North Korean Prison Camps and Detention Centers
An estimated 150 thousand to 200 thousand persons are believed to be held in detention camps in remote areas [of North Korea], including for political reasons.
NGO, refugee, and press reports indicated that there were several types of camps, and separate camps reportedly existed for political prisoners. Using commercial satellite imagery to bolster their assertions about the existence of the camps and point out their main features, defectors claimed the camps covered areas as large as 200 square miles. The camps contained mass graves, barracks, work sites, and other prison facilities. The government continued to deny the existence of political prison camps.
The government considered critics of the regime to be political criminals. Reports from past years described political offenses as including sitting on newspapers bearing Kim Il Sung’s picture, mentioning Kim Il Sung’s limited formal education, or defacing photographs of the Kims.
Collective punishment reportedly was practiced in the past.

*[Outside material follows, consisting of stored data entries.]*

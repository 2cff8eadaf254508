//! Configuration loading with env-var overrides.
//!
//! Reads `config/default.toml` (or an explicit `-f` path), falls back to
//! built-in defaults when the default file is absent, then applies the
//! bot-service environment variables on top. Credentials are only ever taken
//! from the environment.

use std::env;
use std::fs;
use std::path::{Path, PathBuf};
use std::time::Duration;

use serde::Deserialize;

use crate::error::AppError;

const DEFAULT_CONFIG_PATH: &str = "config/default.toml";

// ── Resolved types ────────────────────────────────────────────────────────────

/// HTTP listener configuration.
#[derive(Debug, Clone)]
pub struct HttpConfig {
    pub host: String,
    pub port: u16,
    /// Directory served under `/StaticViews`.
    pub static_views_dir: PathBuf,
}

impl HttpConfig {
    pub fn bind_addr(&self) -> String {
        format!("{}:{}", self.host, self.port)
    }
}

/// Bot application registration. Empty `app_id` means the bot runs
/// unauthenticated (local emulator).
#[derive(Debug, Clone, Default)]
pub struct BotCredentials {
    pub app_id: String,
    pub app_password: Option<String>,
    /// Tenant the app registration lives in (single-tenant bots).
    pub tenant_id: Option<String>,
}

impl BotCredentials {
    pub fn is_anonymous(&self) -> bool {
        self.app_id.trim().is_empty()
    }
}

/// Outbound connector (reply) configuration.
#[derive(Debug, Clone)]
pub struct ConnectorConfig {
    pub login_authority: String,
    pub default_tenant: String,
    pub scope: String,
    pub timeout: Duration,
}

/// Inbound request authentication configuration.
#[derive(Debug, Clone)]
pub struct AuthConfig {
    pub openid_metadata_url: String,
    pub issuer: String,
    pub jwks_cache: Duration,
    /// Minimum age of the key cache before an unknown `kid` may trigger a refetch.
    pub jwks_min_refresh: Duration,
    pub clock_skew: Duration,
}

/// Typing indicator shown while a message turn is running.
#[derive(Debug, Clone)]
pub struct TypingConfig {
    pub enabled: bool,
    pub delay: Duration,
    pub period: Duration,
}

/// Fully-resolved bot configuration.
#[derive(Debug, Clone)]
pub struct Config {
    pub bot_name: String,
    pub log_level: String,
    pub http: HttpConfig,
    pub credentials: BotCredentials,
    /// OAuth connection configured on the bot registration.
    pub oauth_connection_name: Option<String>,
    pub connector: ConnectorConfig,
    pub auth: AuthConfig,
    pub typing: TypingConfig,
}

// ── Environment overrides ─────────────────────────────────────────────────────

/// Values taken from the process environment (or `.env`).
///
/// Kept as a plain struct so tests can build one without touching real env.
#[derive(Debug, Clone, Default)]
pub struct EnvOverrides {
    pub app_id: Option<String>,
    pub app_password: Option<String>,
    pub directory_id: Option<String>,
    pub oauth_connection_name: Option<String>,
    pub port: Option<String>,
    pub log_level: Option<String>,
}

impl EnvOverrides {
    pub fn from_env() -> Self {
        Self {
            app_id: non_empty_var("MicrosoftAppId"),
            app_password: non_empty_var("MicrosoftAppPassword"),
            directory_id: non_empty_var("MicrosoftDirectoryId"),
            oauth_connection_name: non_empty_var("OAuthConnectionName"),
            port: non_empty_var("port").or_else(|| non_empty_var("PORT")),
            log_level: non_empty_var("TENANT_SSO_LOG_LEVEL"),
        }
    }
}

fn non_empty_var(key: &str) -> Option<String> {
    env::var(key).ok().filter(|v| !v.trim().is_empty())
}

// ── Raw TOML shape ────────────────────────────────────────────────────────────

#[derive(Deserialize, Default)]
struct RawConfig {
    #[serde(default)]
    bot: RawBot,
    #[serde(default)]
    http: RawHttp,
    #[serde(default)]
    oauth: RawOAuth,
    #[serde(default)]
    connector: RawConnector,
    #[serde(default)]
    auth: RawAuth,
    #[serde(default)]
    typing: RawTyping,
}

#[derive(Deserialize)]
struct RawBot {
    #[serde(default = "default_bot_name")]
    name: String,
    #[serde(default = "default_log_level")]
    log_level: String,
    /// Allowed in TOML for non-secret local setups; env wins.
    #[serde(default)]
    app_id: Option<String>,
}

impl Default for RawBot {
    fn default() -> Self {
        Self { name: default_bot_name(), log_level: default_log_level(), app_id: None }
    }
}

#[derive(Deserialize)]
struct RawHttp {
    #[serde(default = "default_host")]
    host: String,
    #[serde(default = "default_port")]
    port: u16,
    #[serde(default = "default_static_views_dir")]
    static_views_dir: String,
}

impl Default for RawHttp {
    fn default() -> Self {
        Self {
            host: default_host(),
            port: default_port(),
            static_views_dir: default_static_views_dir(),
        }
    }
}

#[derive(Deserialize, Default)]
struct RawOAuth {
    #[serde(default)]
    connection_name: Option<String>,
}

#[derive(Deserialize)]
struct RawConnector {
    #[serde(default = "default_login_authority")]
    login_authority: String,
    #[serde(default = "default_tenant")]
    default_tenant: String,
    #[serde(default = "default_scope")]
    scope: String,
    #[serde(default = "default_timeout_seconds")]
    timeout_seconds: u64,
}

impl Default for RawConnector {
    fn default() -> Self {
        Self {
            login_authority: default_login_authority(),
            default_tenant: default_tenant(),
            scope: default_scope(),
            timeout_seconds: default_timeout_seconds(),
        }
    }
}

#[derive(Deserialize)]
struct RawAuth {
    #[serde(default = "default_openid_metadata_url")]
    openid_metadata_url: String,
    #[serde(default = "default_issuer")]
    issuer: String,
    #[serde(default = "default_jwks_cache_seconds")]
    jwks_cache_seconds: u64,
    #[serde(default = "default_jwks_min_refresh_seconds")]
    jwks_min_refresh_seconds: u64,
    #[serde(default = "default_clock_skew_seconds")]
    clock_skew_seconds: u64,
}

impl Default for RawAuth {
    fn default() -> Self {
        Self {
            openid_metadata_url: default_openid_metadata_url(),
            issuer: default_issuer(),
            jwks_cache_seconds: default_jwks_cache_seconds(),
            jwks_min_refresh_seconds: default_jwks_min_refresh_seconds(),
            clock_skew_seconds: default_clock_skew_seconds(),
        }
    }
}

#[derive(Deserialize)]
struct RawTyping {
    #[serde(default = "default_true")]
    enabled: bool,
    #[serde(default = "default_typing_delay_ms")]
    delay_ms: u64,
    #[serde(default = "default_typing_period_ms")]
    period_ms: u64,
}

impl Default for RawTyping {
    fn default() -> Self {
        Self {
            enabled: true,
            delay_ms: default_typing_delay_ms(),
            period_ms: default_typing_period_ms(),
        }
    }
}

fn default_bot_name() -> String { "tenant-sso-bot".to_string() }
fn default_log_level() -> String { "info".to_string() }
fn default_host() -> String { "0.0.0.0".to_string() }
fn default_port() -> u16 { 3978 }
fn default_static_views_dir() -> String { "StaticViews".to_string() }
fn default_login_authority() -> String { "https://login.microsoftonline.com".to_string() }
fn default_tenant() -> String { "botframework.com".to_string() }
fn default_scope() -> String { "https://api.botframework.com/.default".to_string() }
fn default_timeout_seconds() -> u64 { 30 }
fn default_openid_metadata_url() -> String {
    "https://login.botframework.com/v1/.well-known/openidconfiguration".to_string()
}
fn default_issuer() -> String { "https://api.botframework.com".to_string() }
fn default_jwks_cache_seconds() -> u64 { 24 * 60 * 60 }
fn default_jwks_min_refresh_seconds() -> u64 { 5 * 60 }
fn default_clock_skew_seconds() -> u64 { 5 * 60 }
fn default_typing_delay_ms() -> u64 { 500 }
fn default_typing_period_ms() -> u64 { 2000 }
fn default_true() -> bool { true }

// ── Loading ───────────────────────────────────────────────────────────────────

/// Load config from `config_path` (or `config/default.toml`) and apply
/// overrides from the process environment.
pub fn load(config_path: Option<&str>) -> Result<Config, AppError> {
    let overrides = EnvOverrides::from_env();
    match config_path {
        Some(path) => load_from(Some(Path::new(path)), &overrides),
        None => {
            let default_path = Path::new(DEFAULT_CONFIG_PATH);
            let path = default_path.exists().then_some(default_path);
            load_from(path, &overrides)
        }
    }
}

/// Internal loader. `None` means "no file, use built-in defaults".
pub fn load_from(path: Option<&Path>, overrides: &EnvOverrides) -> Result<Config, AppError> {
    let raw = match path {
        Some(path) => {
            let text = fs::read_to_string(path)
                .map_err(|e| AppError::Config(format!("cannot read {}: {e}", path.display())))?;
            toml::from_str::<RawConfig>(&text)
                .map_err(|e| AppError::Config(format!("parse error in {}: {e}", path.display())))?
        }
        None => RawConfig::default(),
    };

    resolve(raw, overrides)
}

fn resolve(raw: RawConfig, overrides: &EnvOverrides) -> Result<Config, AppError> {
    let port = match overrides.port.as_deref() {
        Some(p) => p
            .trim()
            .parse::<u16>()
            .map_err(|e| AppError::Config(format!("invalid port '{p}': {e}")))?,
        None => raw.http.port,
    };

    let app_id = overrides
        .app_id
        .clone()
        .or(raw.bot.app_id)
        .unwrap_or_default();

    let oauth_connection_name = overrides
        .oauth_connection_name
        .clone()
        .or(raw.oauth.connection_name)
        .filter(|c| !c.trim().is_empty());

    if raw.typing.period_ms == 0 {
        return Err(AppError::Config("typing.period_ms must be greater than zero".into()));
    }

    Ok(Config {
        bot_name: raw.bot.name,
        log_level: overrides.log_level.clone().unwrap_or(raw.bot.log_level),
        http: HttpConfig {
            host: raw.http.host,
            port,
            static_views_dir: PathBuf::from(raw.http.static_views_dir),
        },
        credentials: BotCredentials {
            app_id,
            app_password: overrides.app_password.clone(),
            tenant_id: overrides.directory_id.clone(),
        },
        oauth_connection_name,
        connector: ConnectorConfig {
            login_authority: raw.connector.login_authority.trim_end_matches('/').to_string(),
            default_tenant: raw.connector.default_tenant,
            scope: raw.connector.scope,
            timeout: Duration::from_secs(raw.connector.timeout_seconds),
        },
        auth: AuthConfig {
            openid_metadata_url: raw.auth.openid_metadata_url,
            issuer: raw.auth.issuer,
            jwks_cache: Duration::from_secs(raw.auth.jwks_cache_seconds),
            jwks_min_refresh: Duration::from_secs(raw.auth.jwks_min_refresh_seconds),
            clock_skew: Duration::from_secs(raw.auth.clock_skew_seconds),
        },
        typing: TypingConfig {
            enabled: raw.typing.enabled,
            delay: Duration::from_millis(raw.typing.delay_ms),
            period: Duration::from_millis(raw.typing.period_ms),
        },
    })
}

// ── test helpers ──────────────────────────────────────────────────────────────

impl Config {
    /// Config with built-in defaults, anonymous credentials and no typing
    /// indicator. Used by tests.
    pub fn test_default() -> Self {
        let mut config = resolve(RawConfig::default(), &EnvOverrides::default())
            .unwrap_or_else(|e| panic!("built-in defaults must resolve: {e}"));
        config.typing.enabled = false;
        config.oauth_connection_name = Some("TestConnection".into());
        config
    }
}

Entire families, including children, have been imprisoned when one member of the family was accused of a crime.
According to refugees, in some places of detention prisoners were given little or no food and were denied medical care. Sanitation was poor, and refugees who escaped from labor camps continued to report that they were rarely able to bathe or wash their clothing, nor were they given changes of clothing during months of incarceration.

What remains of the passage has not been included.